皆巳:先述の通り、小売企業は決済などに関するデータを持っています。さらに最近では顧客IDに紐づいたID-POSデータを発行しているところもあり、お客様の情報をより横断して見られるようになっています。メーカー側は、それらの開示可能なデータと、自社のデータとを組み合わせながら分析を行っていくべきと考えています。小売企業の中には「こういった分析ができないか」と頼んでこられるケースもあります。
我々としては、様々なデータを精緻に分析できる状態を作りたいです。店舗にカメラを設置している企業なども登場し、店舗のハード面も変化しています。そのような環境の変化にも対応し、様々なパートナー様と連携できる状態を作ったほうが、メーカーとしても強みを発揮できるのではないでしょうか。

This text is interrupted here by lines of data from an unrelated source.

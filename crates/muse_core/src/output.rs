//! Tagged output types returned by backend adapters.

use serde::{Deserialize, Serialize};

/// The raw result of one successful backend invocation.
///
/// Every adapter classifies its response into one of these variants, so the
/// normalizer switches on the tag instead of sniffing shapes at runtime.
#[derive(Debug, Clone, PartialEq, Serialize, Deserialize)]
#[serde(tag = "kind", rename_all = "lowercase")]
pub enum BackendOutput {
    /// Plain text or code output, passed through verbatim.
    Text {
        /// The generated text
        content: String,
    },
    /// Raw binary payload.
    Binary {
        /// Provider-declared MIME type, if any
        mime: Option<String>,
        /// Binary content
        data: Vec<u8>,
    },
    /// Structured wrapper carrying one named binary field.
    ///
    /// Some upstreams wrap their bytes in an envelope like `{audio: <bytes>}`;
    /// the wrapper is transparent to normalization.
    Wrapped {
        /// Name of the wrapping field (e.g. "audio", "video")
        field: String,
        /// Provider-declared MIME type, if any
        mime: Option<String>,
        /// Binary content
        data: Vec<u8>,
    },
}

impl BackendOutput {
    /// Convenience constructor for text output.
    pub fn text(content: impl Into<String>) -> Self {
        BackendOutput::Text {
            content: content.into(),
        }
    }

    /// Convenience constructor for binary output.
    pub fn binary(mime: Option<String>, data: Vec<u8>) -> Self {
        BackendOutput::Binary { mime, data }
    }
}
//! Typed helpers for the non-record objects the backend touches
//!
//! Members, network views, DNS views, authoritative zones and TSIG keys.

use serde_json::Value;

use super::ObjectManipulator;
use crate::config::{BackendConfig, DEFAULT_NETWORK_VIEW};
use crate::model::{Payload, VendorObject, payload, strip_root};
use crate::{Error, Result};

/// Outcome of resolving the DNS view for a tenant
#[derive(Debug, Clone, PartialEq, Eq)]
pub enum ViewSetup {
    /// Multi-tenant mode is off; the shared view is used
    Shared(String),
    /// The tenant's network view and DNS view exist
    TenantReady(String),
    /// View setup failed; callers proceed with the tenant's view anyway
    TenantDegraded {
        /// View name that will be used regardless
        view: String,
        /// Why setup failed
        reason: String,
    },
}

impl ViewSetup {
    /// DNS view name to place objects in
    pub fn view(&self) -> &str {
        match self {
            ViewSetup::Shared(view) | ViewSetup::TenantReady(view) => view,
            ViewSetup::TenantDegraded { view, .. } => view,
        }
    }

    /// `true` if view setup failed
    pub fn is_degraded(&self) -> bool {
        matches!(self, ViewSetup::TenantDegraded { .. })
    }
}

impl ObjectManipulator {
    /// Look up the appliance member serving `member_name`
    pub async fn get_member(&self, member_name: &str) -> Result<Option<VendorObject>> {
        let query = payload([("host_name", strip_root(member_name).into())]);
        self.find_object_or_none("member", &query, None).await
    }

    /// Create a network view (no-op if it exists)
    pub async fn create_network_view(&self, net_view_name: &str) -> Result<VendorObject> {
        let data = payload([("name", net_view_name.into())]);
        self.create_object("networkview", data, Payload::new(), true, None)
            .await
    }

    /// Delete a network view; the default network view is never deleted
    pub async fn delete_network_view(&self, net_view_name: &str) -> Result<()> {
        if net_view_name == DEFAULT_NETWORK_VIEW {
            return Ok(());
        }
        let data = payload([("name", net_view_name.into())]);
        self.delete_object_by_query("networkview", &data).await
    }

    /// Create a DNS view bound to a network view (no-op if it exists)
    pub async fn create_dns_view(
        &self,
        net_view_name: &str,
        dns_view_name: &str,
    ) -> Result<VendorObject> {
        let data = payload([
            ("name", dns_view_name.into()),
            ("network_view", net_view_name.into()),
        ]);
        self.create_object("view", data, Payload::new(), true, None)
            .await
    }

    /// Delete a DNS view
    pub async fn delete_dns_view(&self, dns_view_name: &str) -> Result<()> {
        let data = payload([("name", dns_view_name.into())]);
        self.delete_object_by_query("view", &data).await
    }

    /// Resolve the DNS view for `tenant`, creating per-tenant views lazily
    ///
    /// In multi-tenant mode a failure while creating the network view or
    /// DNS view is logged and reported as [`ViewSetup::TenantDegraded`];
    /// it never fails the call.
    pub async fn resolve_dns_view(&self, config: &BackendConfig, tenant: &str) -> ViewSetup {
        if !config.multi_tenant {
            return ViewSetup::Shared(config.dns_view.clone());
        }

        let setup = async {
            self.create_network_view(tenant).await?;
            self.create_dns_view(tenant, tenant).await?;
            Ok::<(), Error>(())
        };

        match setup.await {
            Ok(()) => ViewSetup::TenantReady(tenant.to_string()),
            Err(err) => {
                tracing::warn!("Issue happened during views creation: {}", err);
                ViewSetup::TenantDegraded {
                    view: tenant.to_string(),
                    reason: err.to_string(),
                }
            }
        }
    }

    /// Create an authoritative zone
    ///
    /// A store refusal (e.g. the zone appeared between check and create) is
    /// logged and swallowed.
    pub async fn create_zone_auth(&self, fqdn: &str, dns_view: &str) -> Result<()> {
        let data = payload([("fqdn", fqdn.into()), ("view", dns_view.into())]);
        match self
            .create_object("zone_auth", data, Payload::new(), true, None)
            .await
        {
            Ok(_) => Ok(()),
            Err(err @ Error::CannotCreateObject { .. }) => {
                tracing::warn!("{}", err);
                Ok(())
            }
            Err(err) => Err(err),
        }
    }

    /// Update an authoritative zone
    // TODO: wire zone attributes (e.g. comment, ns_group) once the control plane sends them
    pub async fn update_zone_auth(&self, fqdn: &str) -> Result<()> {
        let query = payload([("fqdn", fqdn.into())]);
        self.update_object_by_query("zone_auth", &query, &Payload::new())
            .await
    }

    /// Delete an authoritative zone
    pub async fn delete_zone_auth(&self, fqdn: &str) -> Result<()> {
        let query = payload([("fqdn", fqdn.into())]);
        self.delete_object_by_query("zone_auth", &query).await
    }

    /// Create a TSIG key keyed by name
    pub async fn create_tsig(&self, name: &str, algorithm: &str, secret: &str) -> Result<()> {
        let identity = payload([("name", name.into())]);
        self.create_object("tsig", identity, tsig_fields(algorithm, secret), true, None)
            .await?;
        Ok(())
    }

    /// Replace the secret and algorithm of a TSIG key
    pub async fn update_tsig(&self, name: &str, algorithm: &str, secret: &str) -> Result<()> {
        let query = payload([("name", name.into())]);
        self.update_object_by_query("tsig", &query, &tsig_fields(algorithm, secret))
            .await
    }

    /// Delete a TSIG key
    pub async fn delete_tsig(&self, name: &str) -> Result<()> {
        let query = payload([("name", name.into())]);
        self.delete_object_by_query("tsig", &query).await
    }
}

fn tsig_fields(algorithm: &str, secret: &str) -> Payload {
    payload([
        ("key", Value::from(secret)),
        ("algorithm", Value::from(algorithm)),
    ])
}
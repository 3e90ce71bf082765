//! Configuration types for the IPAM DNS backend
//!
//! Configuration is passed explicitly into the backend and its translators;
//! nothing here is read from global state.

use serde::{Deserialize, Serialize};

/// Name of the network view that always exists on the appliance
pub const DEFAULT_NETWORK_VIEW: &str = "default";

/// Main backend configuration
#[derive(Debug, Clone, Default, Serialize, Deserialize)]
pub struct IpamConfig {
    /// View selection and record handling
    #[serde(default)]
    pub backend: BackendConfig,

    /// Object store the backend talks to
    #[serde(default)]
    pub store: StoreConfig,
}

impl IpamConfig {
    /// Create a new configuration with defaults
    pub fn new() -> Self {
        Self::default()
    }

    /// Validate the configuration
    pub fn validate(&self) -> Result<(), crate::Error> {
        self.backend.validate()?;
        self.store.validate()?;
        Ok(())
    }
}

/// Backend behaviour settings
#[derive(Debug, Clone, Serialize, Deserialize)]
pub struct BackendConfig {
    /// One DNS view (and network view) per tenant, created lazily
    #[serde(default)]
    pub multi_tenant: bool,

    /// Shared DNS view used when `multi_tenant` is off
    #[serde(default = "default_dns_view")]
    pub dns_view: String,

    /// Fail operations on unsupported record types instead of skipping them
    #[serde(default)]
    pub strict_record_types: bool,
}

impl BackendConfig {
    /// DNS view that records of `tenant` live in
    pub fn view_for(&self, tenant: &str) -> String {
        if self.multi_tenant {
            tenant.to_string()
        } else {
            self.dns_view.clone()
        }
    }

    /// Enable or disable multi-tenant mode
    pub fn with_multi_tenant(mut self, multi_tenant: bool) -> Self {
        self.multi_tenant = multi_tenant;
        self
    }

    /// Set the shared DNS view
    pub fn with_dns_view(mut self, dns_view: impl Into<String>) -> Self {
        self.dns_view = dns_view.into();
        self
    }

    /// Enable or disable strict record type handling
    pub fn with_strict_record_types(mut self, strict: bool) -> Self {
        self.strict_record_types = strict;
        self
    }

    /// Validate the backend configuration
    pub fn validate(&self) -> Result<(), crate::Error> {
        if !self.multi_tenant && self.dns_view.is_empty() {
            return Err(crate::Error::config(
                "DNS view cannot be empty when multi-tenant mode is off",
            ));
        }
        Ok(())
    }
}

impl Default for BackendConfig {
    fn default() -> Self {
        Self {
            multi_tenant: false,
            dns_view: default_dns_view(),
            strict_record_types: false,
        }
    }
}

/// Object store configuration
///
/// `Debug` never shows the WAPI password.
#[derive(Clone, Default, Serialize, Deserialize)]
#[serde(tag = "type", rename_all = "snake_case")]
pub enum StoreConfig {
    /// Appliance REST API (WAPI)
    Wapi {
        /// Base URL, e.g. `https://10.0.0.1/wapi/v1.4/`
        url: String,
        /// API user
        username: String,
        /// API password
        password: String,
        /// Verify the appliance TLS certificate
        #[serde(default = "default_sslverify")]
        sslverify: bool,
        /// Per-request timeout in seconds
        #[serde(default = "default_timeout_secs")]
        timeout_secs: u64,
    },

    /// In-memory store (not persistent, for tests and dry runs)
    #[default]
    Memory,
}

impl StoreConfig {
    /// Validate the store configuration
    pub fn validate(&self) -> Result<(), crate::Error> {
        match self {
            StoreConfig::Wapi {
                url,
                username,
                password,
                timeout_secs,
                ..
            } => {
                if url.is_empty() || username.is_empty() || password.is_empty() {
                    return Err(crate::Error::misconfigured(
                        "wapi url, username and password must be defined",
                    ));
                }
                if *timeout_secs == 0 {
                    return Err(crate::Error::config("WAPI timeout must be > 0"));
                }
                Ok(())
            }
            StoreConfig::Memory => Ok(()),
        }
    }

    /// Get the store type name
    pub fn type_name(&self) -> &str {
        match self {
            StoreConfig::Wapi { .. } => "wapi",
            StoreConfig::Memory => "memory",
        }
    }
}

impl std::fmt::Debug for StoreConfig {
    fn fmt(&self, f: &mut std::fmt::Formatter<'_>) -> std::fmt::Result {
        match self {
            StoreConfig::Wapi {
                url,
                username,
                sslverify,
                timeout_secs,
                ..
            } => f
                .debug_struct("Wapi")
                .field("url", url)
                .field("username", username)
                .field("password", &"<REDACTED>")
                .field("sslverify", sslverify)
                .field("timeout_secs", timeout_secs)
                .finish(),
            StoreConfig::Memory => f.write_str("Memory"),
        }
    }
}

fn default_dns_view() -> String {
    "default".to_string()
}

fn default_sslverify() -> bool {
    true
}

fn default_timeout_secs() -> u64 {
    30
}
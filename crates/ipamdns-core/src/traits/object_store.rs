// # Object Store Trait
//
// Defines the interface to the IPAM appliance's object store.
//
// ## Implementations
//
// - WAPI (REST): `ipamdns-wapi` crate
// - In-memory: `crate::store::MemoryObjectStore`
//
// ## Usage
//
// ```rust,ignore
// use ipamdns_core::ObjectStore;
//
// let store = /* ObjectStore implementation */;
//
// // Look up a zone by its semantic attributes
// let mut query = Payload::new();
// query.insert("fqdn".into(), "example.com".into());
// let zones = store.query("zone_auth", &query, None).await?;
//
// // Mutations address the object by its opaque reference
// if let Some(zone) = zones.first() {
//     store.delete(&zone.reference).await?;
// }
// ```

use async_trait::async_trait;

use crate::model::{Payload, VendorObject};

/// Trait for object store implementations
///
/// Objects are identified by a server-assigned opaque reference. Semantic
/// attributes are only usable for queries; update and delete always go
/// through the reference.
///
/// # Trust Level
///
/// Stores perform one round trip per call and nothing else:
/// - no retries or backoff
/// - no caching of objects between calls
/// - no background tasks
#[async_trait]
pub trait ObjectStore: Send + Sync {
    /// Find objects of `obj_type` whose attributes match every field of `payload`
    ///
    /// Returns an empty list when nothing matches. `return_fields` asks the
    /// store to include those attributes in each result.
    ///
    /// # Errors
    ///
    /// `Error::SearchError` when the store rejects the query.
    async fn query(
        &self,
        obj_type: &str,
        payload: &Payload,
        return_fields: Option<&[&str]>,
    ) -> Result<Vec<VendorObject>, crate::Error>;

    /// Create an object of `obj_type` from `payload`
    ///
    /// # Errors
    ///
    /// `Error::CannotCreateObject` when the store rejects the object.
    async fn create(
        &self,
        obj_type: &str,
        payload: &Payload,
        return_fields: Option<&[&str]>,
    ) -> Result<VendorObject, crate::Error>;

    /// Update the object behind `reference` with `fields`
    ///
    /// Returns the (possibly new) reference of the object.
    async fn update(&self, reference: &str, fields: &Payload) -> Result<String, crate::Error>;

    /// Delete the object behind `reference`
    ///
    /// Returns the reference of the deleted object.
    async fn delete(&self, reference: &str) -> Result<String, crate::Error>;

    /// Get the store name (for logging/debugging)
    fn store_name(&self) -> &'static str;
}

/// Helper trait for constructing object stores from configuration
pub trait ObjectStoreFactory: Send + Sync {
    /// Create an ObjectStore instance from configuration
    fn create(
        &self,
        config: &crate::config::StoreConfig,
    ) -> Result<std::sync::Arc<dyn ObjectStore>, crate::Error>;
}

――小売企業から決済に近いデータを提供いただき、キリンの商品を買っていただけそうなお客様の来店・購買を促進する施策を提案するという流れになるのでしょうか。
皆巳:我々としては、単一の商品軸で押し売りするような偏った施策ではなく、ビールやノンアルコールなどカテゴリごとの売上を活性化して棚全体の効率を上げる施策に着眼点を置きたいです。たとえば、自社商品を売るための施策を考えても、他社商品のシェアを奪うだけになってしまい、小売企業にとってのメリットが少なくなってしまいます。
そうではなく、カテゴリ自体の市場を拡大する、アップセル、クロスセルを生み出せるようなものを小売企業と一緒に作っていきたいです。